The butterfly display was part of the “Remember Us’’ project, in which children around the country are assigned the name of a child Holocaust victim to learn about and remember. The paper butterflies are being collected by the Holocaust Museum in Houston; the goal is to collect all 1.5 million butterflies by mid-2012.
in New Jersey, a program Monday addressed the historical anomaly of Italian Jewry’s high survival rate:
Survivors and historians say it’s one of the most remarkable, but perhaps least known, stories of World War II: the high survival rate of Italy’s Jews, despite fascist dictator Benito Mussolini’s alliance with Adolf Hitler.Roughly 80 percent of Jews in Italy survived the Holocaust, while elsewhere in Europe about the same percentage were murdered by the Nazis.
That impressive statistic has inspired a special program Monday on "Italians and the Holocaust," hosted by the Hillside chapter of the Italian-American group UNICO.

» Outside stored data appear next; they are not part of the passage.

use chrono::{DateTime, Utc};
use rust_decimal::Decimal;
use serde::{Deserialize, Serialize};
use utoipa::ToSchema;
use uuid::Uuid;

use crate::entity::{
    cart_items, order_items, orders, products, returns, reviews, users,
};

#[derive(Debug, Clone, Copy, PartialEq, Eq, Serialize, Deserialize, ToSchema)]
#[serde(rename_all = "lowercase")]
pub enum Role {
    Buyer,
    Seller,
    Admin,
}

impl Role {
    pub fn as_str(&self) -> &'static str {
        match self {
            Role::Buyer => "buyer",
            Role::Seller => "seller",
            Role::Admin => "admin",
        }
    }

    pub fn parse(value: &str) -> Option<Self> {
        match value {
            "buyer" => Some(Role::Buyer),
            "seller" => Some(Role::Seller),
            "admin" => Some(Role::Admin),
            _ => None,
        }
    }
}

#[derive(Debug, Clone, Copy, PartialEq, Eq, Serialize, Deserialize, ToSchema)]
#[serde(rename_all = "lowercase")]
pub enum ReturnStatus {
    Pending,
    Approved,
    Rejected,
}

impl ReturnStatus {
    pub fn as_str(&self) -> &'static str {
        match self {
            ReturnStatus::Pending => "pending",
            ReturnStatus::Approved => "approved",
            ReturnStatus::Rejected => "rejected",
        }
    }
}

pub const ORDER_STATUS_PENDING: &str = "pending";

/// Largest amount a `NUMERIC(12, 2)` money column holds.
pub fn max_amount() -> Decimal {
    Decimal::new(999_999_999_999, 2)
}

/// Denormalized line total stored on cart and order lines, or `None` when it
/// does not fit a money column.
pub fn line_price(unit_price: Decimal, quantity: i32) -> Option<Decimal> {
    unit_price
        .checked_mul(Decimal::from(quantity))
        .filter(|total| *total <= max_amount())
}

#[derive(Debug, Serialize, Deserialize, ToSchema)]
pub struct User {
    pub id: Uuid,
    pub email: String,
    pub name: String,
    pub role: Role,
    pub created_at: DateTime<Utc>,
}

#[derive(Debug, Serialize, Deserialize, ToSchema)]
pub struct Product {
    pub id: Uuid,
    pub name: String,
    pub description: String,
    pub quantity: i32,
    #[schema(value_type = String, example = "19.99")]
    pub price: Decimal,
    pub seller_id: Uuid,
    pub category: String,
    pub image_url: String,
    pub created_at: DateTime<Utc>,
}

#[derive(Debug, Serialize, Deserialize, ToSchema)]
pub struct CartItem {
    pub id: Uuid,
    pub cart_id: Uuid,
    pub product_id: Uuid,
    pub quantity: i32,
    /// Line total: unit price times quantity.
    #[schema(value_type = String, example = "39.98")]
    pub price: Decimal,
    pub created_at: DateTime<Utc>,
}

#[derive(Debug, Serialize, Deserialize, ToSchema)]
pub struct Order {
    pub id: Uuid,
    pub user_id: Uuid,
    #[schema(value_type = String, example = "199.98")]
    pub total_price: Decimal,
    pub status: String,
    pub created_at: DateTime<Utc>,
    pub updated_at: DateTime<Utc>,
}

#[derive(Debug, Serialize, Deserialize, ToSchema)]
pub struct OrderItem {
    pub id: Uuid,
    pub order_id: Uuid,
    pub product_id: Uuid,
    pub quantity: i32,
    #[schema(value_type = String, example = "99.99")]
    pub price: Decimal,
    pub created_at: DateTime<Utc>,
}

#[derive(Debug, Serialize, Deserialize, ToSchema)]
pub struct Return {
    pub id: Uuid,
    pub user_id: Uuid,
    pub order_id: Uuid,
    pub product_id: Uuid,
    pub reason: String,
    pub status: String,
    pub created_at: DateTime<Utc>,
}

#[derive(Debug, Serialize, Deserialize, ToSchema)]
pub struct Review {
    pub id: Uuid,
    pub product_id: Uuid,
    pub user_id: Uuid,
    pub rating: i32,
    pub comment: String,
    pub created_at: DateTime<Utc>,
}

impl From<users::Model> for User {
    fn from(model: users::Model) -> Self {
        Self {
            id: model.id,
            email: model.email,
            name: model.name,
            // the column carries a CHECK constraint, anything else is unreachable
            role: Role::parse(&model.role).unwrap_or(Role::Buyer),
            created_at: model.created_at.with_timezone(&Utc),
        }
    }
}

impl From<products::Model> for Product {
    fn from(model: products::Model) -> Self {
        Self {
            id: model.id,
            name: model.name,
            description: model.description,
            quantity: model.quantity,
            price: model.price,
            seller_id: model.seller_id,
            category: model.category,
            image_url: model.image_url,
            created_at: model.created_at.with_timezone(&Utc),
        }
    }
}

impl From<cart_items::Model> for CartItem {
    fn from(model: cart_items::Model) -> Self {
        Self {
            id: model.id,
            cart_id: model.cart_id,
            product_id: model.product_id,
            quantity: model.quantity,
            price: model.price,
            created_at: model.created_at.with_timezone(&Utc),
        }
    }
}

impl From<orders::Model> for Order {
    fn from(model: orders::Model) -> Self {
        Self {
            id: model.id,
            user_id: model.user_id,
            total_price: model.total_price,
            status: model.status,
            created_at: model.created_at.with_timezone(&Utc),
            updated_at: model.updated_at.with_timezone(&Utc),
        }
    }
}

impl From<order_items::Model> for OrderItem {
    fn from(model: order_items::Model) -> Self {
        Self {
            id: model.id,
            order_id: model.order_id,
            product_id: model.product_id,
            quantity: model.quantity,
            price: model.price,
            created_at: model.created_at.with_timezone(&Utc),
        }
    }
}

impl From<returns::Model> for Return {
    fn from(model: returns::Model) -> Self {
        Self {
            id: model.id,
            user_id: model.user_id,
            order_id: model.order_id,
            product_id: model.product_id,
            reason: model.reason,
            status: model.status,
            created_at: model.created_at.with_timezone(&Utc),
        }
    }
}

impl From<reviews::Model> for Review {
    fn from(model: reviews::Model) -> Self {
        Self {
            id: model.id,
            product_id: model.product_id,
            user_id: model.user_id,
            rating: model.rating,
            comment: model.comment,
            created_at: model.created_at.with_timezone(&Utc),
        }
    }
}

Speakers will discuss the Holocaust, and the role Italy played in the survival of about 40,000 of its own Jews.
"Unfortunately, it’s really an untold story," Andre DiMino, the national president of UNICO, said yesterday. "I know a number of Italian-Americans who were not even aware this happened in Italy."
In Jerusalem, the Romanian ambassador paid tribute to Jewish heroism.
The ceremony took place in the Scroll of Fire Square, located in the Martyrs’ Forest, a joint JNF-B’nai B’rith project located in the Jerusalem hills, where six million trees have been planted in memory of the victims of the Holocaust.
Some 600 people participated in the ceremony, including 250 junior high school students and some 250 Border Patrol recruits. Speakers at the event included Knesset Member Zevulun Orlev, chairman of the Knesset Education, Culture and Sport Committee, H.E. Edward losiper, ambassador of Romania., Alexander Czoban-Sarel, a Holocaust survivor from Poland and a Palmach veteran, Haim Roet, a Holocaust survivor from Holland and Chairman of the Committee to Recognize the Heroism of Jews who Rescued Jews During the Holocaust, Efi Stenzler, KKL-JNF world chairman and Prof. Isaac Mayer, a B’nai B’rith World Center leader and Holocaust survivor from Hungary.
B’nai B’rith World Center Chairman Dr. Haim V. Katz concluded the ceremony by reciting the traditional Kaddish prayer. During the ceremony, Ambassador losiper noted that the issue of Jewish rescuers has been neglected over the years. The ambassador paid tribute to the Holocaust-era leaders of the Jewish community, including the president of the community and the chief rabbi, who conducted an uncompromising struggle until the end of the war to save the Jewish community from annihilation.